Using fine‐scale spatial genetics of Norway rats to improve control efforts and reduce leptospirosis risk in urban slum environments

• Published in: Evolutionary applications Vol. 10; no. 4; pp. 323 - 337
• Main Authors: Richardson, Jonathan L., Burak, Mary K., Hernandez, Christian, Shirvell, James M., Mariani, Carol, Carvalho‐Pereira, Ticiana S. A., Pertile, Arsinoê C., Panti‐May, Jesus A., Pedra, Gabriel G., Serrano, Soledad, Taylor, Josh, Carvalho, Mayara, Rodrigues, Gorete, Costa, Federico, Childs, James E., Ko, Albert I., Caccone, Adalgisa
• Format: Journal Article
• Language: English
• Published: England John Wiley & Sons, Inc 01.04.2017; John Wiley and Sons Inc
• Subjects: Developing countries; Disease; Dispersal; Ecology; epidemiology; Eradication; favela; Genetic analysis; Habitats; individual‐based sampling; Intervention; landscape genetics; LDCs; Leptospira; Leptospirosis; Original; Pest outbreaks; Population; population genetics; Public health; Rattus norvegicus; reservoir host; Sanitation; Socioeconomic factors; spatial scale; Urban areas; urban ecology; vector control; Zoonoses; Brazil; Norway; reservoir host; epidemiology; population genetics; individual‐based sampling; favela; urban ecology; landscape genetics; spatial scale; intervention; public health; vector control
• ISSN: 1752-4571; 1752-4571
• DOI: 10.1111/eva.12449

The Norway rat (Rattus norvegicus) is a key pest species globally and responsible for seasonal outbreaks of the zoonotic bacterial disease leptospirosis in the tropics.
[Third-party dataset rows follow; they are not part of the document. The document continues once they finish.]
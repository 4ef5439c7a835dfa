use serde_json::json;

use crate::api::client::HubClient;
use crate::cli::output::{print_error, print_json};
use crate::cli::{PowerState, SetArgs};
use crate::config::RuntimeConfig;
use crate::error::AppError;
use crate::models::light_update::LightUpdate;

pub async fn handle(args: &SetArgs, config: &RuntimeConfig) -> Result<(), AppError> {
    let update = build_update(args);
    if update.is_empty() {
        return Err(AppError::InvalidInput(
            "No state changes requested; pass at least one of --power, --hue, --sat, --bri".into(),
        ));
    }

    let client = HubClient::new(&config.hub, config.verbose)?;

    let targets = match &args.light {
        Some(id) => vec![id.clone()],
        None => {
            let lights = client.list_lights().await?;
            let mut ids: Vec<String> = lights.into_keys().collect();
            ids.sort();
            ids
        }
    };

    // Each light is an independent call; one failure never blocks the rest.
    let total = targets.len();
    let mut failed = 0;
    for id in &targets {
        match client.set_light_state(id, &update).await {
            Ok(_) => print_json(&json!({"light": id, "state": &update})),
            Err(err) => {
                failed += 1;
                eprintln!("Failed to update light {}:", id);
                print_error(&err);
            }
        }
    }

    if failed > 0 {
        return Err(AppError::PartialFailure { failed, total });
    }
    Ok(())
}

fn build_update(args: &SetArgs) -> LightUpdate {
    let mut update = LightUpdate::new();
    if let Some(power) = args.power {
        update = update.on(matches!(power, PowerState::On));
    }
    if let Some(hue) = args.hue {
        update = update.hue(hue);
    }
    if let Some(sat) = args.sat {
        update = update.sat(sat);
    }
    if let Some(bri) = args.bri {
        update = update.bri(bri);
    }
    update
}

#[cfg(test)]
mod tests {
    use super::*;

    #[test]
    fn update_carries_only_provided_flags() {
        let args = SetArgs {
            light: None,
            power: Some(PowerState::On),
            hue: None,
            sat: None,
            bri: Some(200),
        };
        let update = build_update(&args);
        assert_eq!(update.on, Some(true));
        assert_eq!(update.bri, Some(200));
        assert_eq!(update.hue, None);
        assert_eq!(update.sat, None);
    }

    #[test]
    fn no_flags_build_an_empty_update() {
        let args = SetArgs {
            light: Some("1".into()),
            power: None,
            hue: None,
            sat: None,
            bri: None,
        };
        assert!(build_update(&args).is_empty());
    }
}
The city of Salvador, Brazil, has seen recent and dramatic increases in human population residing in slums, where conditions foster high rat density and increasing leptospirosis infection rates. Intervention campaigns have been used to drastically reduce rat numbers. In planning these interventions, it is important to define the eradication units ‐ the spatial scale at which rats constitute continuous populations and from where rats are likely recolonizing, post‐intervention. To provide this information, we applied spatial genetic analyses to 706 rats collected across Salvador and genotyped at 16 microsatellite loci. We performed spatially explicit analyses and estimated migration levels to identify distinct genetic units and landscape features associated with genetic divergence at different spatial scales, ranging from valleys within a slum community to city‐wide analyses. Clear genetic breaks exist between rats not only across Salvador but also between valleys of slums separated by <100 m—well within the dispersal capacity of rats. The genetic data indicate that valleys may be considered separate units and identified high‐traffic roads as strong impediments to rat movement. Migration data suggest that most (71–90%) movement is contained within valleys, with no clear source population contributing to migrant rats. We use these data to recommend eradication units and discuss the importance of carrying out individual‐based analyses at different spatial scales in urban landscapes.